Now we find that the law – as it is applied today – is applied in a hierarchical manner. If you have both power and money, then the law doesn’t apply to you. If you have power, it only applies if those above you or with more power than you wish it to do so. If you have money, it only applies if those with power and/or more money want it to apply to you. However, if you have neither money nor power, and those above you do not wish to protect you, the law not only applies to you, but it applies in whatever manner those above you desire to apply it. They call this hierarchy “proprietorial discretion,” but is that what it is? Does the rule of law even have such a thing as “proprietorial discretion,” or is that supposed to be the role of the jury?
I ask these things because I honestly don’t know anymore. What I thought I knew and understood doesn’t match with the reality I see around me. So, do my eyes deceive me? Should I accept that 2+2=5 if that’s what I am told?
As anyone with half a brain could see, if only they looked, we do have an upside down interpretation of the law and how it should be applied. If you have a lot of money and/or are politically connected, the law doesn’t mean a thing.
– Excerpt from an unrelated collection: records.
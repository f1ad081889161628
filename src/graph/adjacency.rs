//! Weighted undirected graph.

use crate::error::ConfigError;

/// A weighted undirected graph over vertices `0..vertex_count`.
///
/// Parallel edges collapse to the cheaper weight and self-loops are
/// ignored, so every pair of vertices has at most one edge.
///
/// # Examples
///
/// ```
/// use u_delivery::graph::Graph;
///
/// let g = Graph::from_edges(3, &[(0, 1, 10.0), (1, 2, 20.0)]).unwrap();
/// assert_eq!(g.weight(1, 0), Some(10.0));
/// assert_eq!(g.weight(0, 2), None);
/// assert_eq!(g.neighbors(1).count(), 2);
/// ```
#[derive(Debug, Clone, PartialEq)]
pub struct Graph {
    adjacency: Vec<Vec<(usize, f64)>>,
    edge_count: usize,
}

impl Graph {
    /// Creates a graph with `vertex_count` isolated vertices.
    pub fn new(vertex_count: usize) -> Self {
        Self {
            adjacency: vec![Vec::new(); vertex_count],
            edge_count: 0,
        }
    }

    /// Builds a graph from `(u, v, weight)` triples.
    pub fn from_edges(vertex_count: usize, edges: &[(usize, usize, f64)]) -> Result<Self, ConfigError> {
        let mut graph = Self::new(vertex_count);
        for &(u, v, w) in edges {
            graph.add_edge(u, v, w)?;
        }
        Ok(graph)
    }

    /// Adds an undirected edge, keeping the cheaper weight if one exists.
    pub fn add_edge(&mut self, u: usize, v: usize, weight: f64) -> Result<(), ConfigError> {
        self.check_vertex(u)?;
        self.check_vertex(v)?;
        if !weight.is_finite() || weight < 0.0 {
            return Err(ConfigError::InvalidWeight {
                from: u,
                to: v,
                weight,
            });
        }
        self.insert_edge(u, v, weight);
        Ok(())
    }

    /// Inserts an edge whose endpoints are in range and whose weight is
    /// finite and non-negative.
    pub(crate) fn insert_edge(&mut self, u: usize, v: usize, weight: f64) {
        debug_assert!(u < self.vertex_count() && v < self.vertex_count());
        debug_assert!(weight.is_finite() && weight >= 0.0);
        if u == v {
            return;
        }

        match self.adjacency[u].iter().position(|&(n, _)| n == v) {
            Some(pos) => {
                let current = self.adjacency[u][pos].1;
                if weight < current {
                    self.adjacency[u][pos].1 = weight;
                    if let Some(back) = self.adjacency[v].iter_mut().find(|(n, _)| *n == u) {
                        back.1 = weight;
                    }
                }
            }
            None => {
                self.adjacency[u].push((v, weight));
                self.adjacency[v].push((u, weight));
                self.edge_count += 1;
            }
        }
    }

    /// Number of vertices.
    pub fn vertex_count(&self) -> usize {
        self.adjacency.len()
    }

    /// Number of distinct undirected edges.
    pub fn edge_count(&self) -> usize {
        self.edge_count
    }

    /// Iterates over `(neighbor, weight)` pairs adjacent to `v`.
    ///
    /// # Panics
    ///
    /// Panics if `v` is out of range.
    pub fn neighbors(&self, v: usize) -> impl Iterator<Item = (usize, f64)> + '_ {
        self.adjacency[v].iter().copied()
    }

    /// Returns the weight of edge `(u, v)`, or `None` if they are not adjacent.
    pub fn weight(&self, u: usize, v: usize) -> Option<f64> {
        self.adjacency
            .get(u)?
            .iter()
            .find(|&&(n, _)| n == v)
            .map(|&(_, w)| w)
    }

    /// Cheapest edge incident to `v`, or `None` for an isolated vertex.
    pub fn min_edge_weight(&self, v: usize) -> Option<f64> {
        self.adjacency
            .get(v)?
            .iter()
            .map(|&(_, w)| w)
            .min_by(f64::total_cmp)
    }

    /// Iterates over every edge once as `(u, v, weight)` with `u < v`.
    pub fn edges(&self) -> impl Iterator<Item = (usize, usize, f64)> + '_ {
        self.adjacency.iter().enumerate().flat_map(|(u, adj)| {
            adj.iter()
                .filter(move |&&(v, _)| u < v)
                .map(move |&(v, w)| (u, v, w))
        })
    }

    fn check_vertex(&self, v: usize) -> Result<(), ConfigError> {
        if v < self.vertex_count() {
            Ok(())
        } else {
            Err(ConfigError::VertexOutOfRange {
                vertex: v,
                vertex_count: self.vertex_count(),
            })
        }
    }
}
My good friend asked if there was a higher law of the land than the Constitution. And he answered the question with a quote at the end of his post:
“Men, in a word, must necessarily be controlled either by a power within them or by a power without them; either by the Word of God or by the strong arm of man; either by the Bible or by the bayonet.”
– Robert Winthrop, Speaker of the U. S. House
Biblical law, the Ten Commandments, if you will, have precedence over the Constitution. In fact, the Constitution was based on the ten laws handed down by God to Moses.